Eziyet vermezse fazlası şöyle dursun bili almak bile mekruhtur. Bütün bunlar
mescid dışında olduğuna göredir. Mescid içinde ise eziyet vermek şartiyle
öldürmekte beis yoktur. Mescid içinde biti yere gömmek veya başka bir suretle
üzerinden atmak doğru değildir. Meğer ki namazdan çıktıktan sonra onu bulacağını
aklı kesmiş olsun. Böylece imam A'zam'dan yukarıda nakl ettiğimiz: Mescidden
başka bir yerde namaz kılarken biti yere gömer. Sözü ile yine ondan nakl edilen:
Biti mescidde gömerse isâet etmiş olur. Sözünün arası bulunmuş olur.»
İmdâd
nâm eserde Suyutî'nin Yenbûundan naklen şöyle denilmiştir: «İbn İmad'dan rivâyet
edildiğine göre mescide ölü bit atmak haramdır, çünkü pistir. Diri atılırsa
Malikilerin kitablarında hüküm yine böyledir. Zira hayvanı açlıkla azap
etmektir. Pire böyle değildir. Çünkü o toprak yer. Bu izaha göre diri kehleyi
mescidden başka bir yere atmak dahi haram olur. Bizim kitablarımızda
açıklandığına göre Kehlenin derisini mescide atmak câiz değildir.»
Ben
derim ki: Anlaşılan burada illet mescide saygı göstermektir. Yoksa mezhebimizde
açıklandığına göre akar kanı olmayan bir hayvan suda ölürse onu pislemez.
Sünnet
biri sünneti hüdâ diğeri sünneti zevâid olmak üzere iki kısımdır. Sünnet-i
Hüdâdan murad: Sünnet-i müekkededir. Sünneti zevâid dahi müstehabtan başkadır.

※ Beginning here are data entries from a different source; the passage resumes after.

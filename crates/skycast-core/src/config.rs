use anyhow::{Context, Result};
use serde::{Deserialize, Serialize};
use skycast_api::Unit;
use std::path::PathBuf;
use url::Url;

/// Configuration validation errors
#[derive(Debug, Clone)]
pub struct ConfigValidationError {
    pub field: String,
    pub message: String,
}

impl std::fmt::Display for ConfigValidationError {
    fn fmt(&self, f: &mut std::fmt::Formatter<'_>) -> std::fmt::Result {
        write!(f, "{}: {}", self.field, self.message)
    }
}

/// Result of config validation
#[derive(Debug, Clone, Default)]
pub struct ValidationResult {
    pub errors: Vec<ConfigValidationError>,
    pub warnings: Vec<ConfigValidationError>,
}

impl ValidationResult {
    /// Returns true if there are no errors (warnings are OK)
    pub fn is_valid(&self) -> bool {
        self.errors.is_empty()
    }

    /// Add an error
    pub fn add_error(&mut self, field: impl Into<String>, message: impl Into<String>) {
        self.errors.push(ConfigValidationError {
            field: field.into(),
            message: message.into(),
        });
    }

    /// Add a warning
    pub fn add_warning(&mut self, field: impl Into<String>, message: impl Into<String>) {
        self.warnings.push(ConfigValidationError {
            field: field.into(),
            message: message.into(),
        });
    }

    /// Get a user-friendly message summarizing all errors
    pub fn error_summary(&self) -> String {
        if self.errors.is_empty() {
            return String::new();
        }
        self.errors
            .iter()
            .map(|e| e.to_string())
            .collect::<Vec<_>>()
            .join("; ")
    }
}

#[derive(Debug, Clone, Serialize, Deserialize, Default)]
pub struct Config {
    /// Backend endpoint and credentials
    #[serde(default)]
    pub backend: BackendConfig,

    /// Autocomplete timing
    #[serde(default)]
    pub autocomplete: AutocompleteConfig,

    /// Geolocation policy
    #[serde(default)]
    pub geolocation: GeolocationConfig,

    /// Display preferences
    #[serde(default)]
    pub display: DisplayConfig,
}

#[derive(Debug, Clone, Serialize, Deserialize)]
pub struct BackendConfig {
    /// Base URL of the skycast backend
    #[serde(default = "default_base_url")]
    pub base_url: String,

    /// Bearer token for mutating calls (optional, can be set via environment)
    pub auth_token: Option<String>,
}

fn default_base_url() -> String {
    "http://localhost:8080".to_string()
}

impl Default for BackendConfig {
    fn default() -> Self {
        Self {
            base_url: default_base_url(),
            auth_token: std::env::var("SKYCAST_API_TOKEN").ok(), // Read from environment
        }
    }
}

impl BackendConfig {
    /// Token for mutating calls; the environment wins over the file.
    pub fn effective_auth_token(&self) -> Option<String> {
        std::env::var("SKYCAST_API_TOKEN")
            .ok()
            .filter(|t| !t.is_empty())
            .or_else(|| self.auth_token.clone())
    }
}

#[derive(Debug, Clone, Serialize, Deserialize)]
pub struct AutocompleteConfig {
    /// Quiet time before a suggestion request fires, in milliseconds
    #[serde(default = "default_debounce_ms")]
    pub debounce_ms: u64,

    /// Queries shorter than this never hit the network
    #[serde(default = "default_min_query_len")]
    pub min_query_len: usize,
}

fn default_debounce_ms() -> u64 {
    750
}

fn default_min_query_len() -> usize {
    3
}

impl Default for AutocompleteConfig {
    fn default() -> Self {
        Self {
            debounce_ms: default_debounce_ms(),
            min_query_len: default_min_query_len(),
        }
    }
}

#[derive(Debug, Clone, Serialize, Deserialize)]
pub struct GeolocationConfig {
    /// Give up on a position fix after this many seconds
    #[serde(default = "default_position_timeout_secs")]
    pub timeout_secs: u64,

    /// Accept a cached fix at most this old, in seconds
    #[serde(default = "default_maximum_age_secs")]
    pub maximum_age_secs: u64,

    /// Ask the platform for its most precise source
    #[serde(default = "default_high_accuracy")]
    pub high_accuracy: bool,
}

fn default_position_timeout_secs() -> u64 {
    10
}

fn default_maximum_age_secs() -> u64 {
    30
}

fn default_high_accuracy() -> bool {
    true
}

impl Default for GeolocationConfig {
    fn default() -> Self {
        Self {
            timeout_secs: default_position_timeout_secs(),
            maximum_age_secs: default_maximum_age_secs(),
            high_accuracy: default_high_accuracy(),
        }
    }
}

#[derive(Debug, Clone, Serialize, Deserialize, Default)]
pub struct DisplayConfig {
    /// Unit shown before the user touches the toggle
    #[serde(default)]
    pub default_unit: Unit,
}

impl Config {
    /// Load configuration from file, creating default if it doesn't exist
    pub fn load() -> Result<Self> {
        let config_path = Self::config_path()?;

        if !config_path.exists() {
            let config = Self::default();
            config.save()?;
            return Ok(config);
        }

        let contents =
            std::fs::read_to_string(&config_path).context("Failed to read config file")?;

        let config: Config = toml::from_str(&contents).context("Failed to parse config file")?;

        Ok(config)
    }

    /// Load configuration and validate it
    ///
    /// Returns the config along with any validation warnings.
    /// Returns an error if validation fails with critical errors.
    pub fn load_validated() -> Result<(Self, ValidationResult)> {
        let config = Self::load()?;
        let validation = config.validate();

        if !validation.is_valid() {
            anyhow::bail!(
                "Configuration validation failed: {}",
                validation.error_summary()
            );
        }

        if !validation.warnings.is_empty() {
            for warning in &validation.warnings {
                tracing::warn!("Config warning: {}", warning);
            }
        }

        Ok((config, validation))
    }

    /// Validate the configuration
    ///
    /// Returns a ValidationResult containing any errors or warnings.
    pub fn validate(&self) -> ValidationResult {
        let mut result = ValidationResult::default();

        self.validate_url(&self.backend.base_url, "backend.base_url", &mut result);

        if self.backend.auth_token.is_none() && std::env::var("SKYCAST_API_TOKEN").is_err() {
            result.add_warning(
                "backend.auth_token",
                "No auth token configured - saving requests will fail if the backend requires one",
            );
        }

        if self.autocomplete.debounce_ms == 0 {
            result.add_warning(
                "autocomplete.debounce_ms",
                "Debounce disabled (0 ms) - every keystroke past the minimum length fires a request",
            );
        } else if self.autocomplete.debounce_ms > 5000 {
            result.add_warning(
                "autocomplete.debounce_ms",
                "Debounce is unusually long (>5 seconds)",
            );
        }

        if self.autocomplete.min_query_len == 0 {
            result.add_warning(
                "autocomplete.min_query_len",
                "Minimum query length is 0 - suggestions will fire for empty input",
            );
        }

        if self.geolocation.timeout_secs == 0 {
            result.add_error(
                "geolocation.timeout_secs",
                "Position timeout must be greater than 0",
            );
        }

        result
    }

    /// Validate a URL field
    fn validate_url(&self, url_str: &str, field_name: &str, result: &mut ValidationResult) {
        match Url::parse(url_str) {
            Ok(url) => {
                // Check scheme
                if url.scheme() != "http" && url.scheme() != "https" {
                    result.add_error(
                        field_name,
                        format!("URL must use http or https scheme, got: {}", url.scheme()),
                    );
                }

                // Check host
                if url.host().is_none() {
                    result.add_error(field_name, "URL must have a host");
                }

                // Validate port if explicitly specified
                if let Some(port) = url.port() {
                    if port == 0 {
                        result.add_error(field_name, "Port cannot be 0");
                    }
                }
            }
            Err(e) => {
                result.add_error(field_name, format!("Invalid URL: {}", e));
            }
        }
    }

    /// Save configuration to file
    pub fn save(&self) -> Result<()> {
        let config_path = Self::config_path()?;

        // Ensure config directory exists
        if let Some(parent) = config_path.parent() {
            std::fs::create_dir_all(parent).context("Failed to create config directory")?;
        }

        let contents = toml::to_string_pretty(self).context("Failed to serialize config")?;

        std::fs::write(&config_path, contents).context("Failed to write config file")?;

        Ok(())
    }

    /// Get the path to the configuration file
    fn config_path() -> Result<PathBuf> {
        let config_dir = dirs::config_dir()
            .context("Failed to get config directory")?
            .join("skycast");

        Ok(config_dir.join("config.toml"))
    }
}
use serde_json::{json, Value};

use crate::{Meaning, StudentLevel};

fn level_instructions(level: StudentLevel) -> &'static str {
    match level {
        StudentLevel::Elementary => {
            "초등학생이 읽는다고 생각하고 아주 쉬운 낱말과 짧은 문장으로 설명하세요. \
             친근한 말투(~해요)를 쓰고, 한자어는 뜻을 풀어서 알려 주세요. \
             예문은 학교와 가정 등 아이의 일상에서 고르세요. \
             어원(etymology)은 '단어의 비밀'처럼 재미있는 이야기로 짧게 들려 주세요."
        }
        StudentLevel::Middle => {
            "중학생 교과서 수준의 어휘로 정확하게 설명하세요. \
             개념을 분명히 하고, 한자어는 각 글자의 뜻을 함께 밝혀 주세요. \
             예문은 교과 학습이나 청소년의 생활에서 고르세요."
        }
        StudentLevel::High => {
            "고등학생과 수능을 준비하는 학생을 위해 교과서와 비문학 지문 수준의 어휘로 설명하세요. \
             한자어의 구성 원리와 문맥에 따른 쓰임 차이를 짚어 주세요. \
             예문은 논설문이나 신문 기사 같은 문어체로 쓰세요."
        }
        StudentLevel::Academic => {
            "전문가와 연구자를 위한 학술적 정의를 제시하세요. \
             국어학적 근거와 어원, 형태 분석(wordStructure)을 상세히 쓰고, \
             분야별 전문 용법이 있다면 구분해 주세요. 예문은 학술 문헌의 문체로 쓰세요."
        }
    }
}

/// Instruction sent with every definition request.
pub(crate) fn definition_prompt(word: &str, level: StudentLevel) -> String {
    format!(
        "당신은 한국어 어휘 교육 전문가입니다. 단어 \"{word}\"를 {label} 수준에 맞춰 사전처럼 풀이해 주세요.\n\
         {instructions}\n\
         \n\
         규칙:\n\
         - 소리가 같지만 뜻이 다른 동음이의어가 있다면 각각을 별도의 meaning으로 나누고, \
           한자어라면 hanja에 한자를 적고 고유어라면 hanja를 비워 두세요.\n\
         - 하나의 뜻에서 파생된 다의어라면 같은 hanja 값을 유지하세요.\n\
         - englishTranslation에는 해당 뜻의 영어 대역어를 적으세요.\n\
         - literacyImprovement에는 이 단어를 활용해 문해력을 키울 수 있는 짧은 글과 해설을 쓰세요.\n\
         - relatedWords에는 함께 배우면 좋은 단어 3~6개를 이모지와 함께 적으세요.\n\
         - tags에는 주제어를 2~4개 적으세요.\n\
         - 응답은 설명 없이 JSON 객체 하나만 반환하세요.",
        label = level.label(),
        instructions = level_instructions(level),
    )
}

/// Output shape requested from the text model.
pub(crate) fn definition_schema() -> Value {
    let string = json!({ "type": "STRING" });
    let string_list = json!({ "type": "ARRAY", "items": { "type": "STRING" } });
    json!({
        "type": "OBJECT",
        "properties": {
            "word": string,
            "emoji": string,
            "pronunciation": string,
            "meanings": {
                "type": "ARRAY",
                "items": {
                    "type": "OBJECT",
                    "properties": {
                        "context": string,
                        "emoji": string,
                        "definition": string,
                        "englishTranslation": string,
                        "hanja": string,
                        "pronunciation": string,
                        "exampleSentence": string,
                        "synonyms": string_list,
                        "antonyms": string_list,
                        "etymology": string,
                        "wordStructure": string
                    },
                    "required": ["context", "definition", "englishTranslation", "exampleSentence", "synonyms", "antonyms"]
                }
            },
            "literacyImprovement": string,
            "idioms": {
                "type": "ARRAY",
                "items": {
                    "type": "OBJECT",
                    "properties": { "expression": string, "meaning": string },
                    "required": ["expression", "meaning"]
                }
            },
            "relatedWords": {
                "type": "ARRAY",
                "items": {
                    "type": "OBJECT",
                    "properties": { "word": string, "emoji": string },
                    "required": ["word", "emoji"]
                }
            },
            "tags": string_list
        },
        "required": ["word", "pronunciation", "meanings", "literacyImprovement", "relatedWords", "tags"]
    })
}

pub(crate) fn image_prompt(word: &str, meaning: &Meaning, level: StudentLevel) -> String {
    let style = match level {
        StudentLevel::Elementary => "bright, friendly picture-book illustration with soft colors",
        StudentLevel::Middle => "clean, colorful educational illustration",
        StudentLevel::High => "detailed textbook-style illustration",
        StudentLevel::Academic => "precise, realistic reference illustration",
    };
    format!(
        "Draw a {style} that explains the Korean word \"{word}\" in the sense of \"{context}\" \
         ({translation}): {definition}. Show a single clear scene. Do not include any text or letters.",
        context = meaning.context,
        translation = meaning.english_translation,
        definition = meaning.definition,
    )
}

#[cfg(test)]
mod tests {
    use super::*;

    #[test]
    fn definition_prompt_carries_word_and_level_instructions() {
        let prompt = definition_prompt("사랑", StudentLevel::High);
        assert!(prompt.contains("\"사랑\""));
        assert!(prompt.contains("고등학생"));
        assert!(prompt.contains("수능"));

        let prompt = definition_prompt("배", StudentLevel::Elementary);
        assert!(prompt.contains("초등학생"));
        assert!(prompt.contains("단어의 비밀"));
    }

    #[test]
    fn each_level_has_its_own_instructions() {
        let prompts = StudentLevel::ALL
            .iter()
            .map(|level| level_instructions(*level))
            .collect::<std::collections::HashSet<_>>();
        assert_eq!(prompts.len(), StudentLevel::ALL.len());
    }

    #[test]
    fn schema_lists_camel_case_fields() {
        let schema = definition_schema();
        let meaning = &schema["properties"]["meanings"]["items"]["properties"];
        assert!(meaning.get("englishTranslation").is_some());
        assert!(meaning.get("exampleSentence").is_some());
        assert!(schema["properties"].get("literacyImprovement").is_some());
    }

    #[test]
    fn image_prompt_describes_the_meaning() {
        let meaning = Meaning {
            context: "탈것".to_owned(),
            english_translation: "boat".to_owned(),
            definition: "물 위를 다니는 교통수단".to_owned(),
            ..Meaning::default()
        };
        let prompt = image_prompt("배", &meaning, StudentLevel::Elementary);
        assert!(prompt.contains("\"배\""));
        assert!(prompt.contains("boat"));
        assert!(prompt.contains("picture-book"));
    }
}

Müstehap mendûp olan şeydir. yahud müstehapla (mendûp da iki ayrı kısımdırlar.
Bunlara do sünnet denildiği olmuştur. Biz bütün bunların tahkikini abdestin
sünnetleri bahsinde yapmıştık. Bahır sahibi resimli yaygıdan bahis ederken
şunları söylemiştir: «Hâsılı sünnet kuvvetli olan müekkede ise terkinin kerahet
tahrimiye ile mekruh olması uzak görülmez. Sünnet-i gayri müekkede olursa onun
terki keraheti tenzihiye ile mekruhtur. Müstehap veya menduba gelince: Onun
terki hiç mekruh olmamak gerekir. Çünkü ulema: Kurban bayramı günü evvela
kurbanından yemek müstehaptır. Ama başkasından yemekte mekruh değildir.
demişlerdir. Şu halde müstehabı terk etmekten kerahetin sabit olması lazım
gelmez Şu kadar var ki ulemanın: «Keraheti tenzihiye ile mekruhun yeri evlânın
hilafıdır.» Sözleri müşkil kalır. Şübhesiz kı müstehabı terk etmek evlanın
hilâfıdır.»
Ben
derim ki: Lâkin bahır sahibi bayram namazı bahsinin kurban etinden yemek
meselesinde müstehabı terk etmekten kerahetin sabit olması lazım gelmeyeceğini,
zira bunun için mutlaka hususi delil gerektiğini açıklamıştır. Usul fıkıh
kitaplarından tahrirde buna işaretle: «Evlânın hilâfı demek hakkında nehiy
sigası bulunmayan demektir. Meselâ: Kuşluk namazını terk etmek böyledir. Kerahet
tenzihiye ile mekruh bunun hilâfınadır» denilmiştir. Öyle anlaşılıyor ki evlânın
hilâfı umumi bir mana ifâde etmektedir. Her kerahati tenzihiye evlâdının
hilâfıdır. Fakat aksi yoktur. Çünkü evlânın hilâfı bozan mekruh olmayabilir.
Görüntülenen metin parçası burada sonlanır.